Of course you can substitute: basil works well as a herb, and coconut milk is an excellent addition to the sauce. Fish sauce gives it a more Vietnamese flavor.
Dice the herbs and set them aside; mince the garlic and mix with the sweet, sour, and spicy ingredients:
The sauce is ready. We used about 1 tbsp rice syrup and juice of a full lemon.
Pacific Sweet&Sour Salmon
Removing the central bone from the salmon steaks speeds up cooking significantly, and finishes the meat when the skin is cooked to just the right crispiness. Here we’ve filleted, and put salt and pepper on, two salmon steaks:
We put a bit of coconut oil in the pan and cooked at medium-high heat.

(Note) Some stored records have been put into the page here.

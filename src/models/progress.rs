use crate::constants::{DEGREES_PER_PERCENT, MAX_PERCENT};
use crate::error::AppError;
use serde::{Deserialize, Serialize};
use std::collections::BTreeMap;
use std::fmt;

/// A whole-number completion percentage in `0..=100`.
#[derive(Debug, Clone, Copy, Default, PartialEq, Eq, PartialOrd, Ord, Serialize, Deserialize)]
#[serde(try_from = "u8", into = "u8")]
pub struct Percent(u8);

impl Percent {
    pub const ZERO: Self = Self(0);

    pub fn new(value: u8) -> Option<Self> {
        (value <= MAX_PERCENT).then_some(Self(value))
    }

    pub fn value(self) -> u8 {
        self.0
    }
}

impl TryFrom<u8> for Percent {
    type Error = AppError;

    fn try_from(value: u8) -> Result<Self, Self::Error> {
        Self::new(value).ok_or_else(|| AppError::invalid("percent", format!("{value} exceeds {MAX_PERCENT}")))
    }
}

impl From<Percent> for u8 {
    fn from(p: Percent) -> Self {
        p.0
    }
}

impl fmt::Display for Percent {
    fn fmt(&self, f: &mut fmt::Formatter<'_>) -> fmt::Result {
        write!(f, "{}%", self.0)
    }
}

/// Weekday keys of the weekly insights mapping, Monday first.
#[derive(Debug, Clone, Copy, PartialEq, Eq, PartialOrd, Ord, Hash, Serialize, Deserialize)]
#[serde(rename_all = "lowercase")]
pub enum DayKey {
    Mon,
    Tue,
    Wed,
    Thu,
    Fri,
    Sat,
    Sun,
}

impl DayKey {
    pub const ALL: [Self; 7] = [
        Self::Mon,
        Self::Tue,
        Self::Wed,
        Self::Thu,
        Self::Fri,
        Self::Sat,
        Self::Sun,
    ];

    pub fn as_str(self) -> &'static str {
        match self {
            Self::Mon => "mon",
            Self::Tue => "tue",
            Self::Wed => "wed",
            Self::Thu => "thu",
            Self::Fri => "fri",
            Self::Sat => "sat",
            Self::Sun => "sun",
        }
    }
}

impl From<chrono::Weekday> for DayKey {
    fn from(day: chrono::Weekday) -> Self {
        match day {
            chrono::Weekday::Mon => Self::Mon,
            chrono::Weekday::Tue => Self::Tue,
            chrono::Weekday::Wed => Self::Wed,
            chrono::Weekday::Thu => Self::Thu,
            chrono::Weekday::Fri => Self::Fri,
            chrono::Weekday::Sat => Self::Sat,
            chrono::Weekday::Sun => Self::Sun,
        }
    }
}

/// Per-weekday completion mapping, stored as `{"mon": 40, "tue": 90, ...}`.
#[derive(Debug, Clone, Default, PartialEq, Eq, Serialize, Deserialize)]
#[serde(transparent)]
pub struct WeeklyInsights(BTreeMap<DayKey, Percent>);

impl WeeklyInsights {
    pub fn set(&mut self, day: DayKey, value: Percent) {
        self.0.insert(day, value);
    }

    pub fn len(&self) -> usize {
        self.0.len()
    }

    pub fn is_empty(&self) -> bool {
        self.0.is_empty()
    }

    pub fn iter(&self) -> impl Iterator<Item = (DayKey, Percent)> + '_ {
        self.0.iter().map(|(day, value)| (*day, *value))
    }

    /// Arithmetic mean over the days present, rounded half up.
    pub fn average(&self) -> Option<Percent> {
        let count = u32::try_from(self.0.len()).ok().filter(|c| *c > 0)?;
        let total: u32 = self.0.values().map(|p| u32::from(p.value())).sum();
        let rounded = (2 * total + count) / (2 * count);
        u8::try_from(rounded).ok().and_then(Percent::new)
    }
}

impl FromIterator<(DayKey, Percent)> for WeeklyInsights {
    fn from_iter<I: IntoIterator<Item = (DayKey, Percent)>>(iter: I) -> Self {
        Self(iter.into_iter().collect())
    }
}

/// Weekly view: the mapping (when stored) and its mean.
#[derive(Debug, Clone, PartialEq, Eq)]
pub struct WeeklySummary {
    pub insights: Option<WeeklyInsights>,
    pub average: Percent,
}

/// Geometry of a circular gauge.
#[derive(Debug, Clone, PartialEq)]
pub struct GaugeReading {
    /// Sweep angle in degrees, `0.0..=360.0`.
    pub degrees: f64,
    pub label: String,
}

impl GaugeReading {
    /// Map a percentage onto the gauge. Out-of-range values are clamped
    /// before conversion; the label keeps the value as given.
    pub fn for_percent(value: i64) -> Self {
        let clamped = value.clamp(0, i64::from(MAX_PERCENT));
        let clamped = u8::try_from(clamped).unwrap_or(MAX_PERCENT);
        Self {
            degrees: f64::from(clamped) * DEGREES_PER_PERCENT,
            label: format!("{value}%"),
        }
    }
}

When the color has changed about 2/3 of the way up the sides of the steaks, which may take 3-4 minutes, they’re ready to flip. After flipping cook another 2 minutes and add the sauce:
With the sauce in cook another 1 minute on one side, and flip again to finish for another minute. Add the herbs in this final minute:
Be sure to keep all the sauce when you transfer to a serving plate:
Pacific Sweet&Sour Pork Bellies
We like pork belly a lot: it is a tasty, fatty cut of pork, and we like the natural flavor better than processed bacon.
If you’re nervous about timing, you don’t have to cook everything together: you can pre-cook the meat, then add it back to the sauce.
Here’s an example. After cooking pork belly slices, remove the meat and add the Pacific Sweet&Sour sauce to the pan oil:
After a minute of heating and stirring, add the herbs:
Return the meat to the pan, mix, and serve:
Pacific Sweet&Sour Beef Liver
We find this sauce works very well with beef liver too:
Shou-Ching, who doesn’t like the taste of beef liver, is happy to eat this.
If you really dislike the taste of liver, you can further remove the liver taste by boiling the beef liver slices briefly before putting them in the pan.
Conclusion
This sort of meal is easily cooked in 20 minutes or so. Alongside the meat, we prepare a starch – usually rice cooked in our rice cooker or warmed in the microwave (one batch lasts us 2-3 days), or potatoes or taro boiled or re-heated in the microwave (again, we prepare enough for 2-3 days) – and serve assorted vegetables – for us, usually various flavors of kimchi and seasoned seaweed. Kimchi and seaweed require no cooking.
We’re having Pacific Sweet&Sour Mussels tonight, with coconut milk in the sauce. Create your own variations! They’ll all taste great.